Speaking about the two couples, playwright Anthony Nikolchev says, “One version lives the reality of a missed chance, a missed communication, an unwanted grudge held over nothing. The other? Physically, verbally, feverishly trying what their former versions don’t – that is embracing the fantastic challenge of sharing a life.”
This small production is timely in its choreography and its underlying message: we always have the chance of “now” if we choose it. One the other hand, as is emphatically displayed by the play, we can fall into a spiral of negativity, biting at each other, chewing at the ends of our wits until one or the other has to leave the room.

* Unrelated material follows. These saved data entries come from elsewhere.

//! Candidate directory discovery.
//!
//! Two search patterns locate generator packages:
//! - `generator/**.go` - user generators, at any depth
//! - `bud/internal/generator/*/*.go` - framework-internal generators, one level deep
//!
//! Files under `generator/generator/` are reserved for the generator
//! mechanism itself and never yield a candidate.

use std::collections::BTreeSet;

use genmap_core::path;

use crate::{Error, Result, parser::is_source_file, tree::SourceTree};

/// Root of user-defined generators.
pub const USER_GENERATOR_ROOT: &str = "generator";

/// Root of framework-internal generators.
pub const INTERNAL_GENERATOR_ROOT: &str = "bud/internal/generator";

/// Prefix reserved for the generator mechanism's own packages.
pub const RESERVED_PREFIX: &str = "generator/generator/";

#[derive(Debug, Clone, Copy)]
enum Depth {
    /// Any number of directories below the root.
    Any,
    /// Exactly this many directories below the root.
    Exactly(usize),
}

#[derive(Debug, Clone, Copy)]
struct SearchPattern {
    root: &'static str,
    depth: Depth,
}

const SEARCH_PATTERNS: [SearchPattern; 2] = [
    SearchPattern {
        root: USER_GENERATOR_ROOT,
        depth: Depth::Any,
    },
    SearchPattern {
        root: INTERNAL_GENERATOR_ROOT,
        depth: Depth::Exactly(1),
    },
];

impl SearchPattern {
    fn matches(&self, file: &str) -> bool {
        let Some(rest) = file
            .strip_prefix(self.root)
            .and_then(|rest| rest.strip_prefix('/'))
        else {
            return false;
        };
        match self.depth {
            Depth::Any => true,
            Depth::Exactly(n) => rest.matches('/').count() == n,
        }
    }
}

/// Check if a path falls under the reserved generator namespace.
pub fn is_reserved(file: &str) -> bool {
    file.starts_with(RESERVED_PREFIX)
}

/// Find every candidate generator directory, in lexicographic order.
///
/// A directory is a candidate when it holds at least one source file matched
/// by a search pattern outside the reserved namespace. Each directory is
/// returned once.
pub fn scan(tree: &dyn SourceTree) -> Result<Vec<String>> {
    let mut dirs = BTreeSet::new();

    for pattern in &SEARCH_PATTERNS {
        let files = tree
            .files_under(pattern.root)
            .map_err(|source| Error::scan(pattern.root, source))?;

        dirs.extend(
            files
                .iter()
                .filter(|file| pattern.matches(file) && is_source_file(file) && !is_reserved(file))
                .map(|file| path::dir_of(file)),
        );
    }

    Ok(dirs.into_iter().collect())
}

/// The identity of a candidate: its directory with the generator root removed.
///
/// ```
/// use genmap_loader::scanner::identity_key;
///
/// assert_eq!(identity_key("generator/sitemap"), "sitemap");
/// assert_eq!(identity_key("bud/internal/generator/tailwind"), "tailwind");
/// ```
pub fn identity_key(dir: &str) -> &str {
    let key = path::strip_prefix(dir, "bud/internal/");
    path::strip_prefix(key, "generator/")
}
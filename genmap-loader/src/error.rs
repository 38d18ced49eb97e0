use miette::Diagnostic;
use thiserror::Error;

use crate::parser::ParseError;

/// Result type for loader operations (boxed to reduce size on stack)
pub type Result<T> = std::result::Result<T, Box<Error>>;

#[derive(Debug, Error, Diagnostic)]
pub enum Error {
    /// Prefix added once by [`Loader::load`](crate::Loader::load).
    #[error("generator: {inner}")]
    #[diagnostic(code(genmap::generator))]
    Load { inner: Box<Error> },

    #[error("unable to scan '{root}': {source}")]
    #[diagnostic(code(genmap::scan))]
    Scan {
        root: String,
        #[source]
        source: std::io::Error,
    },

    #[error("unable to parse '{dir}': {source}")]
    #[diagnostic(
        code(genmap::parse),
        help("fix the package or move it out of the generator directories")
    )]
    Parse {
        dir: String,
        #[source]
        source: ParseError,
    },
}

impl Error {
    /// Create a scan error for a search root.
    pub fn scan(root: impl Into<String>, source: std::io::Error) -> Box<Self> {
        Box::new(Error::Scan {
            root: root.into(),
            source,
        })
    }

    /// Create a parse error for a candidate directory.
    pub fn parse(dir: impl Into<String>, source: ParseError) -> Box<Self> {
        Box::new(Error::Parse {
            dir: dir.into(),
            source,
        })
    }

    /// Wrap an error with the loader's stage prefix.
    pub fn load(inner: Box<Error>) -> Box<Self> {
        Box::new(Error::Load { inner })
    }
}
//! Output trait for rendering reports to different formats.

/// Target output for reports.
///
/// Reports describe *what* to output using these semantic methods.
/// Implementations decide *how* to render it.
pub trait Output {
    /// Start a new section with a heading.
    fn section(&mut self, name: &str);

    /// Render a key-value pair.
    fn key_value(&mut self, key: &str, value: &str);

    /// Render an indented list item.
    fn list_item(&mut self, text: &str);

    /// Render a block of preformatted text.
    fn preformatted(&mut self, text: &str);

    /// Render a blank line.
    fn newline(&mut self);
}

/// A report that can render itself to an output.
pub trait Report {
    /// Render this report to the given output.
    fn render(&self, out: &mut dyn Output);
}

/// Terminal output implementation.
pub struct TerminalOutput;

impl TerminalOutput {
    pub fn new() -> Self {
        Self
    }
}

impl Default for TerminalOutput {
    fn default() -> Self {
        Self::new()
    }
}

impl Output for TerminalOutput {
    fn section(&mut self, name: &str) {
        println!("{}:", name);
    }

    fn key_value(&mut self, key: &str, value: &str) {
        println!("{}: {}", key, value);
    }

    fn list_item(&mut self, text: &str) {
        println!("  {}", text);
    }

    fn preformatted(&mut self, text: &str) {
        println!("{}", text);
    }

    fn newline(&mut self) {
        println!();
    }
}

/// Collects rendered lines in memory.
#[cfg(test)]
#[derive(Default)]
pub(crate) struct BufferOutput {
    pub lines: Vec<String>,
}

#[cfg(test)]
impl Output for BufferOutput {
    fn section(&mut self, name: &str) {
        self.lines.push(format!("{}:", name));
    }

    fn key_value(&mut self, key: &str, value: &str) {
        self.lines.push(format!("{}: {}", key, value));
    }

    fn list_item(&mut self, text: &str) {
        self.lines.push(format!("  {}", text));
    }

    fn preformatted(&mut self, text: &str) {
        self.lines.push(text.to_string());
    }

    fn newline(&mut self) {
        self.lines.push(String::new());
    }
}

It’s intelligent in the use of perspective of the floor but also about what it means to be human. For Freud, the individual is essentially split, doubled, and always in search of meaning and self. The play begins with Geliana stripping layers and layers of male clothes off before she stands in a little black dress, adorning an intense look into the audience, as if to announce her femininity; perhaps getting to the under-layers of her consciousness. What is to be found there? Intensity, passion and a great deal of ambiguity about what her lover means (if not everything!).
Hysteria, which, according to Freud, is the purview of women, is a theme which at once has the audience laughing, then jolts them back into place as they realise the underlying dread. The lovers hold each others mouths to stop them from speaking of the trivialities which does harm to their relationship. At points, they hold their own mouths, aware that what they are about to say is likely to trigger another bout of arguing, dancing, and forgiveness. So they repeat, like whirling dervishes.
The play is a good watch, recommended for psychoanalytical aficionados, or by anyone interested in the nuances of relationships, aware that there is always at least a third person, waiting in the wings to either lift them to new challenges or pleasures, or pull them down into the humdrum of another day.